O talude sul do viaduto da Geria, da A1, ruiu à força da água que rebentou com parte do dique dessa zona do Rio Mondego.
Foi a forte pressão da água, causada pelo rebentamento desse dique, situado na margem direita do Mondego, que provocou a erosão do terreno e, consequentemente, o colapso de parte do pavimento do referido talude, o que compromete o trânsito nesse troço da A1.
Em face do sucedido, o tráfego rodoviário nessa importante via do nosso País foi cortado.
Ora, esse condicionamento, vai acarretar, como se compreenderá, graves problemas para o trânsito na cidade de Coimbra que, e como se sabe, às horas de ponta, é caótico em dois pontos principais, principalmente. Rotunda do Almegue e na saída, junto da Estação de Coimbra-B, para uma outra, a da Casa do Sal.
Tendo como suporte o número de viaturas, segundo dados existentes, que circulam na Rotunda do Almegue, cerca de 36 mil/dia, o caos vai instalar-se. Basta associar a essas o volume de viaturas – ligeiras e pesadas – que, também conforme números divulgados, transitam/dia, entre a Mealhada e a Saída/Sul de Coimbra, que estão estimadas em cerca de 30 mil.
Tomando esses dados, apoiados na matemática simples, somam-se os dois volumes de trânsito e o número é brutal: mais ou menos 66 mil/dia.

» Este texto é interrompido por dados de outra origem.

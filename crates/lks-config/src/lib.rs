//! Layered YAML configuration.
//!
//! Documents are merged in order (later layers override earlier ones),
//! converted to JSON, checked for secret-looking literals, and hashed. The
//! hash is logged at startup so two runs can be compared by config identity.
//!
//! Credentials never appear in config: a credential entry names the env var
//! that holds the secret. See [`secrets`].

use std::collections::BTreeMap;
use std::fs;

use anyhow::{Context, Result};
use serde_json::Value;
use sha2::{Digest, Sha256};

pub mod error;
pub mod secrets;
pub mod settings;

pub use error::ConfigError;
pub use secrets::{resolve_credentials, ResolvedCredential};
pub use settings::{ApiSettings, CredentialRef, SyncSection, SyncSettings};

/// Prefixes of well-known token formats. A leaf string starting with one of
/// these is treated as a pasted secret.
const SECRET_PREFIXES: &[&str] = &[
    "sk-",
    "sk_live",
    "sk_test",
    "AKIA",
    "-----BEGIN",
    "ghp_",
    "gho_",
    "glpat-",
    "xoxb-",
    "xoxp-",
    "Bearer ",
];

/// Leaf keys whose value must be an env var name, never the secret itself.
const SECRET_KEYS: &[&str] = &["token", "secret", "password", "api_key"];

#[derive(Debug, Clone)]
pub struct LoadedConfig {
    pub config_hash: String,
    pub canonical_json: String,
    pub config_json: Value,
}

impl LoadedConfig {
    pub fn settings(&self) -> Result<SyncSettings> {
        SyncSettings::from_json(&self.config_json)
    }
}

pub fn load_layered_yaml(paths: &[&str]) -> Result<LoadedConfig> {
    let mut docs: Vec<String> = Vec::with_capacity(paths.len());
    for p in paths {
        let raw =
            fs::read_to_string(p).with_context(|| format!("failed to read yaml path: {p}"))?;
        docs.push(raw);
    }
    let refs: Vec<&str> = docs.iter().map(String::as_str).collect();
    load_layered_yaml_from_strings(&refs)
}

pub fn load_layered_yaml_from_strings(yaml_docs: &[&str]) -> Result<LoadedConfig> {
    let mut merged = serde_json::json!({});
    for raw in yaml_docs {
        let v_yaml: serde_yaml::Value = serde_yaml::from_str(raw).context("invalid yaml")?;
        // an empty document parses as null; treat it as an empty layer
        if v_yaml.is_null() {
            continue;
        }
        let v_json = serde_json::to_value(v_yaml).context("yaml->json conversion failed")?;
        merged = deep_merge(merged, v_json);
    }

    enforce_no_secret_literals(&merged)?;

    let canonical_json = canonicalize_json(&merged)?;
    let config_hash = sha256_hex(canonical_json.as_bytes());
    Ok(LoadedConfig {
        config_hash,
        canonical_json,
        config_json: merged,
    })
}

fn deep_merge(a: Value, b: Value) -> Value {
    match (a, b) {
        (Value::Object(mut a_map), Value::Object(b_map)) => {
            for (k, b_val) in b_map {
                let a_val = a_map.remove(&k).unwrap_or(Value::Null);
                a_map.insert(k, deep_merge(a_val, b_val));
            }
            Value::Object(a_map)
        }
        (_, b_other) => b_other,
    }
}

/// Serialize with object keys sorted at every depth, so key order in the
/// source YAML does not affect the hash.
fn canonicalize_json(v: &Value) -> Result<String> {
    serde_json::to_string(&sorted(v)).context("canonical json serialize failed")
}

fn sorted(v: &Value) -> Value {
    match v {
        Value::Object(map) => {
            let ordered: BTreeMap<&String, Value> =
                map.iter().map(|(k, vv)| (k, sorted(vv))).collect();
            Value::Object(
                ordered
                    .into_iter()
                    .map(|(k, vv)| (k.clone(), vv))
                    .collect(),
            )
        }
        Value::Array(arr) => Value::Array(arr.iter().map(sorted).collect()),
        other => other.clone(),
    }
}

fn sha256_hex(bytes: &[u8]) -> String {
    let mut hasher = Sha256::new();
    hasher.update(bytes);
    hex::encode(hasher.finalize())
}

fn enforce_no_secret_literals(v: &Value) -> Result<()> {
    let mut leaves = Vec::new();
    collect_leaf_pointers(v, "", &mut leaves);

    for ptr in leaves {
        let Some(s) = v.pointer(&ptr).and_then(Value::as_str) else {
            continue;
        };
        let key = ptr.rsplit('/').next().unwrap_or_default();
        if looks_like_secret(s) || (SECRET_KEYS.contains(&key) && !looks_like_env_name(s)) {
            return Err(ConfigError::SecretDetected { pointer: ptr }.into());
        }
    }
    Ok(())
}

fn collect_leaf_pointers(v: &Value, prefix: &str, out: &mut Vec<String>) {
    match v {
        Value::Object(map) => {
            for (k, vv) in map {
                let next = format!("{}/{}", prefix, k.replace('~', "~0").replace('/', "~1"));
                collect_leaf_pointers(vv, &next, out);
            }
        }
        Value::Array(arr) => {
            for (i, vv) in arr.iter().enumerate() {
                collect_leaf_pointers(vv, &format!("{prefix}/{i}"), out);
            }
        }
        _ => out.push(if prefix.is_empty() {
            "/".to_string()
        } else {
            prefix.to_string()
        }),
    }
}

fn looks_like_secret(s: &str) -> bool {
    let t = s.trim();
    t.len() >= 8 && SECRET_PREFIXES.iter().any(|p| t.starts_with(p))
}

/// `LKS_TOKEN_MAIN` style: upper-case letters, digits and underscores.
fn looks_like_env_name(s: &str) -> bool {
    let t = s.trim();
    !t.is_empty()
        && t.chars()
            .all(|c| c.is_ascii_uppercase() || c.is_ascii_digit() || c == '_')
}

#[cfg(test)]
mod tests {
    use super::*;

    #[test]
    fn later_layers_override_nested_keys_only() {
        let cfg = load_layered_yaml_from_strings(&[
            "api:\n  timeout_secs: 5\n  max_retries: 4\n",
            "api:\n  timeout_secs: 10\n",
        ])
        .unwrap();
        assert_eq!(cfg.config_json.pointer("/api/timeout_secs"), Some(&10.into()));
        assert_eq!(cfg.config_json.pointer("/api/max_retries"), Some(&4.into()));
    }

    #[test]
    fn env_name_check() {
        assert!(looks_like_env_name("LKS_TOKEN_MAIN"));
        assert!(!looks_like_env_name("abc123"));
        assert!(!looks_like_env_name(""));
    }
}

Se olharmos para a rodovia mais movimentada do País, a A37 (via rápida de Sintra, com 120 mil veículos/dia), o que vai passar a circular nos pontos nevrálgicos referidos, em Coimbra, apresenta-se como metade, o que é considerável.
O Município de Coimbra, em articulação com a GNR e a PSP, terá de adoptar, e já, medidas – presença de agentes de trânsito, placas de desvios alternativos e outras acções – para que esse elevado fluxo de trânsito possa fruir e não criar mais complicações às que, e todos os dias, já se assinalam. A nossa principal auto-estrada, num dos seus troços mais impactados com tráfego, vai ficar cortada por algumas semanas, o que constituirá um “percalço” para as movimentações diárias de milhares de pessoas. O impacto no tráfego local, regional e nacional é forte.